Tropas del gobierno libio redoblaron hoy sus bombardeos a posiciones rebeldes en las afueras de una estratégica ciudad del este del país, mientras los sublevados buscan capitalizar la campaña internacional de ataques aéreos a fuerzas de Muammar Kaddafi, iniciada hace cinco días.

En una acción que se repite desde hace casi una semana, fuerzas de Kaddafi que mantienen sitiada a Ajdabiya atacaron hoy con artillería a varios cientos de rebeldes relativamente mal armados y entrenados que llegaron a la periferia de esa ciudad de 140.000 habitantes, con intención de romper el cerco kaddafista.

Los rebeldes respondieron con el lanzamiento de cohetes Katyusha, pero se encuentran superados por el poder de fuego de las fuerzas del gobierno, mucho mejor equipadas y adiestradas.

Un combatiente rebelde, Fawzi Hamid, dijo que las fuerzas de Kaddafi tiene armas pesadas y los sublevados sólo armas ligeras.

«Dependemos de los ataques aéreos», agregó Hamid, en alusión a los bombardeos contra tropas de Kaddafi iniciados el sábado pasado por Estados Unidos y varios países europeos.

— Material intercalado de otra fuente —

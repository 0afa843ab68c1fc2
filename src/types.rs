//! Common types used throughout the tournament service

use crate::tournament::state::TournamentStatus;
use crate::utils::{current_timestamp, generate_pairing_id};
use chrono::{DateTime, Utc};
use serde::{Deserialize, Serialize};
use uuid::Uuid;

/// Unique identifier for a registered tournament player
pub type PlayerId = String;

/// Unique identifier for tournaments
pub type TournamentId = Uuid;

/// Unique identifier for stored pairings
pub type PairingId = Uuid;

/// Identifier of the club that owns a tournament
pub type ClubId = String;

/// A player entered in a tournament
#[derive(Debug, Clone, PartialEq, Serialize, Deserialize)]
pub struct Player {
    pub id: PlayerId,
    /// Club member this entry belongs to
    pub member_id: String,
    pub initial_rating: i32,
    pub current_rating: i32,
    /// Tournament points: win = 1, draw = 0.5, loss = 0, bye = 1
    pub score: f64,
    pub registered_at: DateTime<Utc>,
}

impl Player {
    /// Create an unscored player whose member id equals the player id
    pub fn new(id: impl Into<PlayerId>, rating: i32) -> Self {
        let id = id.into();
        Self {
            member_id: id.clone(),
            id,
            initial_rating: rating,
            current_rating: rating,
            score: 0.0,
            registered_at: current_timestamp(),
        }
    }

    /// Builder-style score override, mostly for standings snapshots
    pub fn with_score(mut self, score: f64) -> Self {
        self.score = score;
        self
    }
}

/// Outcome of a single pairing
#[derive(Debug, Clone, Copy, PartialEq, Eq, Hash, Serialize, Deserialize)]
pub enum GameOutcome {
    WhiteWins,
    BlackWins,
    Draw,
    /// No opponent this round; the white player is credited a win
    Bye,
}

impl GameOutcome {
    /// Points credited to the white player
    pub fn white_points(self) -> f64 {
        match self {
            GameOutcome::WhiteWins | GameOutcome::Bye => 1.0,
            GameOutcome::Draw => 0.5,
            GameOutcome::BlackWins => 0.0,
        }
    }

    /// Points credited to the black player
    pub fn black_points(self) -> f64 {
        match self {
            GameOutcome::BlackWins => 1.0,
            GameOutcome::Draw => 0.5,
            GameOutcome::WhiteWins | GameOutcome::Bye => 0.0,
        }
    }

    /// Label used for metrics and logs
    pub fn as_str(self) -> &'static str {
        match self {
            GameOutcome::WhiteWins => "white_wins",
            GameOutcome::BlackWins => "black_wins",
            GameOutcome::Draw => "draw",
            GameOutcome::Bye => "bye",
        }
    }
}

impl std::fmt::Display for GameOutcome {
    fn fmt(&self, f: &mut std::fmt::Formatter<'_>) -> std::fmt::Result {
        match self {
            GameOutcome::WhiteWins => write!(f, "1-0"),
            GameOutcome::BlackWins => write!(f, "0-1"),
            GameOutcome::Draw => write!(f, "½-½"),
            GameOutcome::Bye => write!(f, "bye"),
        }
    }
}

/// One board produced by the pairing engine for a round.
///
/// `black` is `None` when the white player receives a bye.
#[derive(Debug, Clone, PartialEq, Eq, Serialize, Deserialize)]
pub struct RoundPairing {
    pub white: PlayerId,
    pub black: Option<PlayerId>,
}

impl RoundPairing {
    pub fn game(white: impl Into<PlayerId>, black: impl Into<PlayerId>) -> Self {
        Self {
            white: white.into(),
            black: Some(black.into()),
        }
    }

    pub fn bye(player: impl Into<PlayerId>) -> Self {
        Self {
            white: player.into(),
            black: None,
        }
    }

    pub fn is_bye(&self) -> bool {
        self.black.is_none()
    }
}

/// Rating movement recorded against a finished game
#[derive(Debug, Clone, PartialEq, Serialize, Deserialize)]
pub struct RatingChange {
    pub white_before: i32,
    pub white_after: i32,
    pub black_before: i32,
    pub black_after: i32,
    /// Points gained by the winner, or by white on a draw (may be negative)
    pub delta: i32,
}

/// A pairing as stored in a tournament's history
#[derive(Debug, Clone, PartialEq, Serialize, Deserialize)]
pub struct Pairing {
    pub id: PairingId,
    pub tournament_id: TournamentId,
    pub round: u32,
    pub white: PlayerId,
    pub black: Option<PlayerId>,
    pub is_bye: bool,
    pub outcome: Option<GameOutcome>,
    pub rating_change: Option<RatingChange>,
    pub created_at: DateTime<Utc>,
}

impl Pairing {
    /// Stamp an engine pairing into a history record for the given round
    pub fn from_round_pairing(
        tournament_id: TournamentId,
        round: u32,
        pairing: RoundPairing,
    ) -> Self {
        let is_bye = pairing.is_bye();
        Self {
            id: generate_pairing_id(),
            tournament_id,
            round,
            white: pairing.white,
            black: pairing.black,
            is_bye,
            outcome: is_bye.then_some(GameOutcome::Bye),
            rating_change: None,
            created_at: current_timestamp(),
        }
    }

    /// Whether an outcome has been recorded
    pub fn is_complete(&self) -> bool {
        self.outcome.is_some()
    }
}

/// A club tournament
#[derive(Debug, Clone, PartialEq, Serialize, Deserialize)]
pub struct Tournament {
    pub id: TournamentId,
    pub club_id: ClubId,
    pub name: String,
    pub status: TournamentStatus,
    /// Last round that has been paired; 0 before the first round
    pub current_round: u32,
    pub total_rounds: u32,
    pub created_at: DateTime<Utc>,
}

Rebeldes y gobierno están en un punto muerto en torno a Ajdabiya desde hace una semana, y ninguna de las partes fue capaz hasta ahora de controlar plenamente la plaza, cuyo dominio proporciona un estratégico punto desde donde avanzar hacia el Oeste, controlado por Kaddafi, o el este, casi totalmente rebelde.

Las fuerzas de Kaddafi también mantienen cercada, bajo bombardeos y bloqueo total, a Misurata, la última gran ciudad rebelde en la mitad oeste del país, 200 kilómetros al este de Trípoli.

Analistas dicen que el actual equilibrio de fuerzas sobre el terreno presagia un conflicto prolongado.

En su primera aparición pública en una semana, Kaddafi prometió anoche la victoria en un discurso ante seguidores en Trípoli.

«Los venceremos, a corto o largo plazo. No nos rendiremos. No nos dejaremos intimidar», dijo Kaddafi en un discurso transmitido en vivo por la TV estatal.

La TV estatal dijo que Kaddafi habló desde su complejo residencial de Bab Al-Aziziya, que fue seriamente dañado el domingo por misiles crucero estadounidenses y británicos.

Fuertes explosiones y el estruendo de fuego antiaéreo se escuchó ayer en la capital libia al caer la noche, posiblemente otro ataque en el marco de la campaña internacional de bombardeos avalada por la ONU contra objetivos militares de Kaddafi.

Al menos otras dos explosiones se oyeron antes del amanecer, informó la cadena CNN.

Testigos dijeron que dos bases militares del este de Trípoli fueron alcanzados por los nuevos bombardeos.

Un residente dijo que varios miembros de una familia murieron luego de que uno de los misiles impactara al parecer una casa, informó la agencia de noticias DPA.

Residentes de Misurata, en tanto, dijeron que fuerzas de la coalición lanzaron hoy dos ataques aéreos en la zona donde está la base de las fuerzas de Kaddafi que sitian la ciudad.

Más temprano, rebeldes dijeron que 14 personas murieron y 23 resultaron heridas anoche en una nueva ola de ataques de artillería de las fuerzas de Kaddafi contra Misurata, informó el canal de TV árabe Al Jazira.

Según Al Jazira, tropas de Kaddafi controlan el hospital estatal de Misurata con tanques frente a la entrada y francotiradores apostados en el tejado.

Los rebeldes pidieron a la alianza occidental el envío de un barco hospital a Misurata, ya que el puerto está en manos de los sublevados y los habitantes de la ciudad ya no saben a dónde llevar a los heridos.